MCI, mild cognitive impairment; DRI, Dietary Reference Intake.
*Estimated energy requirement (EER); †Recommended nutrition intake (RNI); ‡Adequate intake (AI); §Statistical difference between the MCI group and normal group adjusted age by GLM univariate analysis at p < 0.05.
Dietary Reference Intake (DRI) versus nutrient intake by MCI
The distribution of nutrient intake is shown in Figure 1 based on the percentage of intake of nutrients (% DRI) compared to the nutritional intake standard suggested by Korean DRI . Estimated calorie intake, vitamin E, biotin intake, and intake of the remaining nutrients were compared based on the recommended intake. Most nutrients were consumed well in excess of 100% of the DRI. Of these, vitamin D, biotin, and magnesium were under supply, with less than 75% of the DRI. When the MCI group was compared with the normal group, vitamin D, vitamin C, biotin, and magnesium intake were significantly lower in the MCI group.

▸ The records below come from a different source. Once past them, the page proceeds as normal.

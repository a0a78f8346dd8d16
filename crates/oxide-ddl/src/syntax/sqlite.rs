//! SQLite dialect.
//!
//! SQLite cannot add or drop constraints or alter columns on an existing
//! table, so those templates are absent. Primary keys are declared inline
//! when the table is created.

use super::SqlSyntaxProvider;
use crate::definitions::{ColumnDefinition, ColumnType, ConstraintType, SystemMethod};
use crate::provider::DatabaseProvider;

/// SQLite dialect for migration SQL generation.
#[derive(Debug, Clone, Copy, Default)]
pub struct SqliteDialect;

impl SqliteDialect {
    /// Creates a new SQLite dialect.
    #[must_use]
    pub const fn new() -> Self {
        Self
    }
}

impl SqlSyntaxProvider for SqliteDialect {
    fn provider(&self) -> DatabaseProvider {
        DatabaseProvider::Sqlite
    }

    fn map_data_type(&self, column_type: &ColumnType) -> String {
        // SQLite has dynamic typing with type affinity
        match column_type {
            ColumnType::Smallint | ColumnType::Integer | ColumnType::Bigint => {
                "INTEGER".to_string()
            }
            ColumnType::Real | ColumnType::Double | ColumnType::Decimal { .. } => {
                "REAL".to_string()
            }
            ColumnType::Char(_) | ColumnType::Varchar(_) | ColumnType::Text | ColumnType::Guid => {
                "TEXT".to_string()
            }
            ColumnType::Blob => "BLOB".to_string(),
            ColumnType::Date
            | ColumnType::Time
            | ColumnType::DateTime
            | ColumnType::DateTimeOffset => "TEXT".to_string(),
            ColumnType::Boolean => "INTEGER".to_string(),
            ColumnType::Custom(name) => name.clone(),
        }
    }

    fn format_system_method(&self, method: SystemMethod) -> Option<&'static str> {
        match method {
            SystemMethod::NewGuid => None,
            SystemMethod::CurrentDateTime => Some("(datetime('now', 'localtime'))"),
            SystemMethod::CurrentUtcDateTime => Some("CURRENT_TIMESTAMP"),
        }
    }

    fn inline_primary_key(&self) -> bool {
        true
    }

    fn format_primary_key(&self, column: &ColumnDefinition) -> String {
        match (column.primary_key, column.identity) {
            (true, true) => String::from("PRIMARY KEY AUTOINCREMENT"),
            (true, false) => String::from("PRIMARY KEY"),
            _ => String::new(),
        }
    }

    // AUTOINCREMENT is only legal after PRIMARY KEY.
    fn format_identity(&self, _column: &ColumnDefinition) -> String {
        String::new()
    }

    fn add_column_format(&self) -> &'static str {
        "ALTER TABLE {0} ADD COLUMN {1}"
    }

    fn create_constraint_format(&self) -> Option<&'static str> {
        None
    }

    fn delete_constraint_format(&self, _kind: ConstraintType) -> Option<&'static str> {
        None
    }

    fn create_foreign_key_format(&self) -> Option<&'static str> {
        None
    }

    fn drop_foreign_key_format(&self) -> Option<&'static str> {
        None
    }

    fn alter_column_format(&self) -> Option<&'static str> {
        None
    }

    fn set_default_format(&self) -> Option<&'static str> {
        None
    }
}
use super::{require_table, ExpressionEnv, MigrationExpression, STATEMENT_SEPARATOR};
use crate::definitions::{
    DeletionDataDefinition, InsertionDataDefinition, RowDefinition, UpdateDataDefinition,
};
use crate::error::{DdlError, Result};
use crate::syntax::{render_template, SqlSyntaxProvider};

const ALL_ROWS: &str = "1 = 1";

fn where_clause(syntax: &dyn SqlSyntaxProvider, row: &RowDefinition) -> Result<String> {
    let clauses = row
        .iter()
        .map(|(column, value)| {
            let column = syntax.quote_identifier(column);
            if value.is_null() {
                Ok(format!("{column} IS NULL"))
            } else {
                Ok(format!("{column} = {}", syntax.quote_value(value)?))
            }
        })
        .collect::<Result<Vec<_>>>()?;
    Ok(clauses.join(" AND "))
}

fn assignments(syntax: &dyn SqlSyntaxProvider, row: &RowDefinition) -> Result<String> {
    let assignments = row
        .iter()
        .map(|(column, value)| {
            Ok(format!(
                "{} = {}",
                syntax.quote_identifier(column),
                syntax.quote_value(value)?
            ))
        })
        .collect::<Result<Vec<_>>>()?;
    Ok(assignments.join(", "))
}

/// `DELETE FROM`, one statement per row, or a single statement for all rows.
#[derive(Debug, Clone)]
pub struct DeleteData {
    env: ExpressionEnv,
    pub schema_name: Option<String>,
    pub table_name: String,
    pub data: DeletionDataDefinition,
}

impl DeleteData {
    #[must_use]
    pub fn new(env: ExpressionEnv) -> Self {
        Self {
            env,
            schema_name: None,
            table_name: String::new(),
            data: DeletionDataDefinition::default(),
        }
    }
}

impl MigrationExpression for DeleteData {
    fn env(&self) -> &ExpressionEnv {
        &self.env
    }

    fn build_sql(&self) -> Result<String> {
        if !self.data.is_all_rows && self.data.rows.is_empty() {
            return Ok(String::new());
        }
        require_table(&self.table_name, "delete data")?;

        let syntax = self.env.syntax();
        let table = syntax.quote_table(self.schema_name.as_deref(), &self.table_name);

        if self.data.is_all_rows {
            return Ok(render_template(
                syntax.delete_data_format(),
                &[table.as_str(), ALL_ROWS],
            ));
        }

        let mut statements = Vec::with_capacity(self.data.rows.len());
        for row in &self.data.rows {
            if row.is_empty() {
                return Err(DdlError::configuration(format!(
                    "delete from '{}' has a row without column values",
                    self.table_name
                )));
            }
            let clause = where_clause(syntax, row)?;
            statements.push(render_template(
                syntax.delete_data_format(),
                &[table.as_str(), clause.as_str()],
            ));
        }
        Ok(statements.join(STATEMENT_SEPARATOR))
    }
}

/// `INSERT INTO`, one statement per row.
#[derive(Debug, Clone)]
pub struct InsertData {
    env: ExpressionEnv,
    pub schema_name: Option<String>,
    pub table_name: String,
    pub data: InsertionDataDefinition,
}

impl InsertData {
    #[must_use]
    pub fn new(env: ExpressionEnv, table: impl Into<String>) -> Self {
        Self {
            env,
            schema_name: None,
            table_name: table.into(),
            data: InsertionDataDefinition::default(),
        }
    }
}

impl MigrationExpression for InsertData {
    fn env(&self) -> &ExpressionEnv {
        &self.env
    }

    fn build_sql(&self) -> Result<String> {
        require_table(&self.table_name, "insert data")?;
        let syntax = self.env.syntax();
        let table = syntax.quote_table(self.schema_name.as_deref(), &self.table_name);

        let mut statements = Vec::with_capacity(self.data.rows.len() + 2);
        for row in &self.data.rows {
            if row.is_empty() {
                return Err(DdlError::configuration(format!(
                    "insert into '{}' has a row without column values",
                    self.table_name
                )));
            }
            let mut columns = Vec::with_capacity(row.len());
            let mut values = Vec::with_capacity(row.len());
            for (column, value) in row.iter() {
                columns.push(syntax.quote_identifier(column));
                values.push(syntax.quote_value(value)?);
            }
            let columns = columns.join(", ");
            let values = values.join(", ");
            statements.push(render_template(
                syntax.insert_data_format(),
                &[table.as_str(), columns.as_str(), values.as_str()],
            ));
        }

        if self.data.identity_insert && !statements.is_empty() {
            if let Some((on, off)) = syntax.identity_insert_formats() {
                statements.insert(0, render_template(on, &[table.as_str()]));
                statements.push(render_template(off, &[table.as_str()]));
            }
        }
        Ok(statements.join(STATEMENT_SEPARATOR))
    }
}

/// `UPDATE .. SET .. WHERE`.
///
/// Every pair of the condition must match; NULL values compare with
/// `IS NULL`. An update without a condition must opt into all rows.
#[derive(Debug, Clone)]
pub struct UpdateData {
    env: ExpressionEnv,
    pub schema_name: Option<String>,
    pub table_name: String,
    pub data: UpdateDataDefinition,
}

impl UpdateData {
    #[must_use]
    pub fn new(env: ExpressionEnv, table: impl Into<String>) -> Self {
        Self {
            env,
            schema_name: None,
            table_name: table.into(),
            data: UpdateDataDefinition::default(),
        }
    }
}

impl MigrationExpression for UpdateData {
    fn env(&self) -> &ExpressionEnv {
        &self.env
    }

    fn build_sql(&self) -> Result<String> {
        require_table(&self.table_name, "update data")?;
        if self.data.set.is_empty() {
            return Err(DdlError::configuration(format!(
                "update of '{}' sets no columns",
                self.table_name
            )));
        }

        let syntax = self.env.syntax();
        let condition = if self.data.is_all_rows {
            String::from(ALL_ROWS)
        } else if self.data.condition.is_empty() {
            return Err(DdlError::configuration(format!(
                "update of '{}' has no condition; use all rows to update everything",
                self.table_name
            )));
        } else {
            where_clause(syntax, &self.data.condition)?
        };
        let table = syntax.quote_table(self.schema_name.as_deref(), &self.table_name);
        let assignments = assignments(syntax, &self.data.set)?;

        Ok(render_template(
            syntax.update_data_format(),
            &[table.as_str(), assignments.as_str(), condition.as_str()],
        ))
    }
}
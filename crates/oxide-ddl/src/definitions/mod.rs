//! Plain data describing schema objects.
//!
//! Definitions carry no behaviour beyond construction defaults and name
//! generation. Builders mutate them in place; expressions render them.

mod column;
mod constraint;
mod data;
mod foreign_key;
mod index;
mod table;

pub use column::{ColumnDefinition, ColumnType, DefaultValue, SystemMethod};
pub use constraint::{ConstraintDefinition, ConstraintType};
pub use data::{
    DeletionDataDefinition, InsertionDataDefinition, RowDefinition, UpdateDataDefinition,
};
pub use foreign_key::{ForeignKeyDefinition, Rule};
pub use index::{Direction, IndexColumnDefinition, IndexDefinition, IndexType};
pub use table::TableDefinition;
//! Error types for expression building and rendering.

use crate::provider::DatabaseProvider;

/// Errors raised while rendering or playing back migration expressions.
#[derive(Debug, thiserror::Error)]
pub enum DdlError {
    /// A relationship required for rendering was never established
    /// (for example a foreign key whose table was never named).
    #[error("Invalid expression configuration: {0}")]
    Configuration(String),

    /// The dialect has no statement form for the requested operation.
    #[error("{operation} is not supported by the {provider} dialect")]
    UnsupportedSyntax {
        /// Dialect that was asked to render.
        provider: DatabaseProvider,
        /// Operation that has no template.
        operation: &'static str,
    },

    /// A provider name could not be resolved.
    #[error("Unknown database provider: {0}")]
    UnknownProvider(String),

    /// The SQL executor rejected a rendered statement.
    #[error("Failed to execute statement: {0}")]
    Execution(String),

    /// Migration settings could not be read.
    #[error("Invalid migration settings: {0}")]
    Settings(#[from] serde_json::Error),
}

impl DdlError {
    /// Shorthand for a [`DdlError::Configuration`] error.
    pub fn configuration(message: impl Into<String>) -> Self {
        Self::Configuration(message.into())
    }
}

/// Result type for expression rendering and playback.
pub type Result<T> = std::result::Result<T, DdlError>;
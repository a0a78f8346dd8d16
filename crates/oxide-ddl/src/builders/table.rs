//! Table creation builder.
//!
//! `create().table(name)` enqueues the `CREATE TABLE` at once; each
//! `with_column` appends a column to it. Indexes and foreign keys declared
//! on a column are queued after the table.

use std::marker::PhantomData;

use super::{HasTable, HasType, NO_ALTER_CONSTRAINT};
use crate::context::{ExprId, MigrationContext};
use crate::definitions::{
    ColumnDefinition, ColumnType, DefaultValue, ForeignKeyDefinition, IndexColumnDefinition,
    IndexDefinition, Rule, SystemMethod,
};
use crate::expressions::{CreateForeignKey, CreateIndex, CreateTable, ExpressionEnv};
use crate::value::ToSqlValue;

/// Builder for a new table.
#[derive(Debug)]
pub struct CreateTableBuilder<'a> {
    ctx: &'a mut MigrationContext,
    env: ExpressionEnv,
    id: ExprId<CreateTable>,
}

impl<'a> CreateTableBuilder<'a> {
    pub(crate) fn new(
        ctx: &'a mut MigrationContext,
        env: ExpressionEnv,
        id: ExprId<CreateTable>,
    ) -> Self {
        Self { ctx, env, id }
    }

    pub fn in_schema(mut self, schema: impl Into<String>) -> Self {
        self.ctx.get_mut(self.id).table.schema_name = Some(schema.into());
        self
    }

    /// Appends a column; its type comes next.
    pub fn with_column(mut self, name: impl Into<String>) -> CreateTableColumnBuilder<'a, HasTable> {
        let table = &mut self.ctx.get_mut(self.id).table;
        let mut column = ColumnDefinition::new(name).on_table(table.name.clone());
        column.schema_name.clone_from(&table.schema_name);
        table.columns.push(column);
        let index = table.columns.len() - 1;
        CreateTableColumnBuilder {
            table: self,
            index,
            _state: PhantomData,
        }
    }

    /// Handle to the table expression.
    #[must_use]
    pub const fn id(&self) -> ExprId<CreateTable> {
        self.id
    }
}

/// A column of a table being created.
#[derive(Debug)]
pub struct CreateTableColumnBuilder<'a, S> {
    table: CreateTableBuilder<'a>,
    index: usize,
    _state: PhantomData<S>,
}

impl<'a, S> CreateTableColumnBuilder<'a, S> {
    fn column(&mut self) -> &mut ColumnDefinition {
        &mut self.table.ctx.get_mut(self.table.id).table.columns[self.index]
    }

    fn context(&mut self) -> &mut MigrationContext {
        self.table.ctx
    }

    const fn env(&self) -> &ExpressionEnv {
        &self.table.env
    }

    fn into_state<T>(self) -> CreateTableColumnBuilder<'a, T> {
        CreateTableColumnBuilder {
            table: self.table,
            index: self.index,
            _state: PhantomData,
        }
    }

    /// Handle to the table expression.
    #[must_use]
    pub const fn id(&self) -> ExprId<CreateTable> {
        self.table.id
    }
}

impl<'a> CreateTableColumnBuilder<'a, HasTable> {
    /// Declares the column type.
    pub fn as_type(mut self, column_type: ColumnType) -> CreateTableColumnBuilder<'a, HasType> {
        self.column().column_type = Some(column_type);
        self.into_state()
    }

    column_type_methods!(CreateTableColumnBuilder<'a, HasType>);
}

impl<'a> CreateTableColumnBuilder<'a, HasType> {
    column_value_options!();
    column_index_options!();
    column_foreign_key_options!(TableForeignKeyBuilder<'a>);

    /// Adds this column to the table's primary key. Several key columns
    /// form a composite key.
    pub fn primary_key(mut self) -> Self {
        let column = self.column();
        column.primary_key = true;
        column.nullable = false;
        self
    }

    pub fn primary_key_named(mut self, name: impl Into<String>) -> Self {
        self.column().primary_key_name = Some(name.into());
        self.primary_key()
    }

    /// Appends the next column.
    pub fn with_column(self, name: impl Into<String>) -> CreateTableColumnBuilder<'a, HasTable> {
        self.table.with_column(name)
    }
}

foreign_key_rules_stage! {
    /// Cascade stage of a foreign key declared on a column of a new table.
    TableForeignKeyBuilder => CreateTableColumnBuilder
}
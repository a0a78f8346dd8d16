//! Builders for delete expressions.

use std::marker::PhantomData;

use super::{HasTable, NoTable};
use crate::context::{ExprId, MigrationContext};
use crate::definitions::RowDefinition;
use crate::expressions::{
    DeleteColumn, DeleteConstraint, DeleteData, DeleteDefaultConstraint, DeleteForeignKey,
    DeleteIndex, DeleteTable,
};
use crate::value::SqlValue;

/// Declares a staged builder over one queued expression.
macro_rules! staged_builder {
    ($(#[$meta:meta])* $name:ident => $expr:ty) => {
        $(#[$meta])*
        #[derive(Debug)]
        pub struct $name<'a, S> {
            ctx: &'a mut MigrationContext,
            id: ExprId<$expr>,
            _state: PhantomData<S>,
        }

        impl<'a, S> $name<'a, S> {
            pub(crate) const fn new(ctx: &'a mut MigrationContext, id: ExprId<$expr>) -> Self {
                Self {
                    ctx,
                    id,
                    _state: PhantomData,
                }
            }

            fn expression(&mut self) -> &mut $expr {
                self.ctx.get_mut(self.id)
            }

            fn into_state<T>(self) -> $name<'a, T> {
                $name::new(self.ctx, self.id)
            }

            #[must_use]
            pub const fn id(&self) -> ExprId<$expr> {
                self.id
            }
        }
    };
}

// =============================================================================
// Columns and tables
// =============================================================================

staged_builder! {
    /// Drops columns from a table.
    DeleteColumnBuilder => DeleteColumn
}

impl<'a> DeleteColumnBuilder<'a, NoTable> {
    /// Adds another column to drop.
    pub fn column(mut self, name: impl Into<String>) -> Self {
        self.expression().column_names.push(name.into());
        self
    }

    pub fn from_table(mut self, table: impl Into<String>) -> DeleteColumnBuilder<'a, HasTable> {
        self.expression().table_name = table.into();
        self.into_state()
    }
}

impl DeleteColumnBuilder<'_, HasTable> {
    /// Adds another column to drop.
    pub fn column(mut self, name: impl Into<String>) -> Self {
        self.expression().column_names.push(name.into());
        self
    }

    pub fn in_schema(mut self, schema: impl Into<String>) -> Self {
        self.expression().schema_name = Some(schema.into());
        self
    }
}

/// Drops a table.
#[derive(Debug)]
pub struct DeleteTableBuilder<'a> {
    ctx: &'a mut MigrationContext,
    id: ExprId<DeleteTable>,
}

impl<'a> DeleteTableBuilder<'a> {
    pub(crate) const fn new(ctx: &'a mut MigrationContext, id: ExprId<DeleteTable>) -> Self {
        Self { ctx, id }
    }

    pub fn in_schema(mut self, schema: impl Into<String>) -> Self {
        self.ctx.get_mut(self.id).schema_name = Some(schema.into());
        self
    }

    #[must_use]
    pub const fn id(&self) -> ExprId<DeleteTable> {
        self.id
    }
}

// =============================================================================
// Indexes and constraints
// =============================================================================

staged_builder! {
    /// Drops an index.
    DeleteIndexBuilder => DeleteIndex
}

impl<'a> DeleteIndexBuilder<'a, NoTable> {
    pub fn on_table(mut self, table: impl Into<String>) -> DeleteIndexBuilder<'a, HasTable> {
        self.expression().index.table_name = table.into();
        self.into_state()
    }
}

impl DeleteIndexBuilder<'_, HasTable> {
    pub fn in_schema(mut self, schema: impl Into<String>) -> Self {
        self.expression().index.schema_name = Some(schema.into());
        self
    }
}

staged_builder! {
    /// Drops a foreign key from its referencing table.
    DeleteForeignKeyBuilder => DeleteForeignKey
}

impl<'a> DeleteForeignKeyBuilder<'a, NoTable> {
    /// Sets the referencing table the constraint lives on.
    pub fn on_table(mut self, table: impl Into<String>) -> DeleteForeignKeyBuilder<'a, HasTable> {
        self.expression().foreign_key.foreign_table = Some(table.into());
        self.into_state()
    }
}

impl DeleteForeignKeyBuilder<'_, HasTable> {
    pub fn in_schema(mut self, schema: impl Into<String>) -> Self {
        self.expression().foreign_key.foreign_table_schema = Some(schema.into());
        self
    }
}

staged_builder! {
    /// Drops a primary key or unique constraint.
    DeleteConstraintBuilder => DeleteConstraint
}

impl<'a> DeleteConstraintBuilder<'a, NoTable> {
    pub fn from_table(mut self, table: impl Into<String>) -> DeleteConstraintBuilder<'a, HasTable> {
        self.expression().constraint.table_name = table.into();
        self.into_state()
    }
}

impl DeleteConstraintBuilder<'_, HasTable> {
    pub fn in_schema(mut self, schema: impl Into<String>) -> Self {
        self.expression().constraint.schema_name = Some(schema.into());
        self
    }
}

staged_builder! {
    /// Drops the default bound to a column.
    DeleteDefaultConstraintBuilder => DeleteDefaultConstraint
}

impl<'a> DeleteDefaultConstraintBuilder<'a, NoTable> {
    pub fn in_schema(mut self, schema: impl Into<String>) -> Self {
        self.expression().schema_name = Some(schema.into());
        self
    }

    pub fn on_table(
        mut self,
        table: impl Into<String>,
    ) -> DeleteDefaultConstraintBuilder<'a, HasTable> {
        self.expression().table_name = table.into();
        self.into_state()
    }
}

impl DeleteDefaultConstraintBuilder<'_, HasTable> {
    pub fn on_column(mut self, column: impl Into<String>) -> Self {
        self.expression().column_name = column.into();
        self
    }

    /// Overrides the conventional `DF_{table}_{column}` constraint name.
    pub fn named(mut self, name: impl Into<String>) -> Self {
        self.expression().constraint_name = Some(name.into());
        self
    }
}

// =============================================================================
// Data
// =============================================================================

staged_builder! {
    /// Deletes rows matching column values, or every row.
    DeleteDataBuilder => DeleteData
}

impl<'a> DeleteDataBuilder<'a, NoTable> {
    pub fn from_table(mut self, table: impl Into<String>) -> DeleteDataBuilder<'a, HasTable> {
        self.expression().table_name = table.into();
        self.into_state()
    }
}

impl DeleteDataBuilder<'_, HasTable> {
    pub fn in_schema(mut self, schema: impl Into<String>) -> Self {
        self.expression().schema_name = Some(schema.into());
        self
    }

    /// Deletes rows whose columns equal every value in `row`.
    pub fn row(mut self, row: RowDefinition) -> Self {
        self.expression().data.rows.push(row);
        self
    }

    /// Deletes rows where `column` is NULL.
    pub fn is_null(self, column: impl Into<String>) -> Self {
        self.row(RowDefinition::new().with(column, SqlValue::Null))
    }

    /// Deletes every row; queued rows are ignored.
    pub fn all_rows(mut self) -> Self {
        self.expression().data.is_all_rows = true;
        self
    }
}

Food intake status according to MCI
Table 5 shows the results of food intake for all subjects adjusted for age. The intake level of sweet potato (p = 0.015) was significantly lower in the MCI group than that in the normal group. To examine fish food group, the MCI group had significantly less intake of mackerel (p = 0.017) than the normal group. The intake level of salted fish (p = 0.041) was significantly higher in the MCI group than that in the normal group. To examine fruits, the intake levels of mandarin orange (p = 0.016), persimmon (p = 0.013), and apple (p = 0.023) in the MCI group were significantly lower than those in the normal group. To examine fast foods, the intake level of ice cream (p = 0.050) was significantly higher in the MCI group than that in the normal group. There was no significant difference between the 2 groups in terms of vegetable intake.
Table 5. Dietary intakes based on food group in study subjects with MCI.
Food group | MCI (n = 36) | Normal (n = 206) | p-value | |
---|---|---|---|---|
Grains | ||||
Sweet potato | 12.35 ± 6.03* | 28.41 ± 2.48 | 0.015 | |
Multi-Grain rice | 170.94 ± 15.06 | 144.82 ± 6.20 | 0.851 | |
White rice | 39.92 ± 11.06 | 37.66 ± 4.55 | 0.112 | |
Meats | ||||
Beef | 8.65 ± 2.26 | 10.66 ± 0.93 | 0.430 | |
Pork | 9.35 ± 1.83 | 9.13 ± 0.76 | 0.910 | |
Mackerel | 3.38 ± 1.35* | 6.90 ± 0.556 | 0.017 | |
Fish cake | 2.20 ± 1.30 | 3.85 ± 0.53 | 0.242 | |
Egg | 20.00 ± 4.22 | 27.42 ± 1.74 | 0.107 | |
Salted seafood | 3.14 ± 0.87* | 1.19 ± 0.36 | 0.041 | |
Vegetables | ||||
Cabbage (include kimchi) | 143.75 ± 13.98 | 116.00 ± 5.76 | 0.069 | |
Carrot | 12.17 ± 4.90 | 17.34 ± 2.02 | 0.332 | |
Mushrooms | 15.88 ± 5.88 | 21.52 ± 2.42 | 0.378 | |
Fruits (during past 3 month) | ||||
Mandarin | 56.10 ± 16.51* | 99.82 ± 6.80 | 0.016 | |
Persimmon | 17.38 ± 6.05* | 33.85 ± 2.49 | 0.013 | |
Apple | 59.57 ± 13.09* | 92.12 ± 5.39 | 0.023 | |
Grape | 40.22 ± 10.51 | 59.38 ± 6.90 | 0.095 | |
Tomato | 20.26 ± 5.27 | 23.71 ± 2.17 | 0.548 | |
Indulgence foods | ||||
Rice wine | 5.69 ± 6.68 | 12.99 ± 2.75 | 0.316 | |
Coffee | 210.06 ± 32.02 | 226.82 ± 13.19 | 0.631 | |
Milk | 64.62 ± 14.65 | 69.17 ± 6.03 | 0.775 | |
Ice cream | 11.56 ± 2.84* | 5.47 ± 1.17 | 0.050 | |
Snack foods | 5.01 ± 1.20 | 3.13 ± 0.49 | 0.151 |
MCI group is defined as the subjects with an average score of 16 percentiles or less between the delayed verbal scores and delayed visual scores. Data are least square means ± standard deviation.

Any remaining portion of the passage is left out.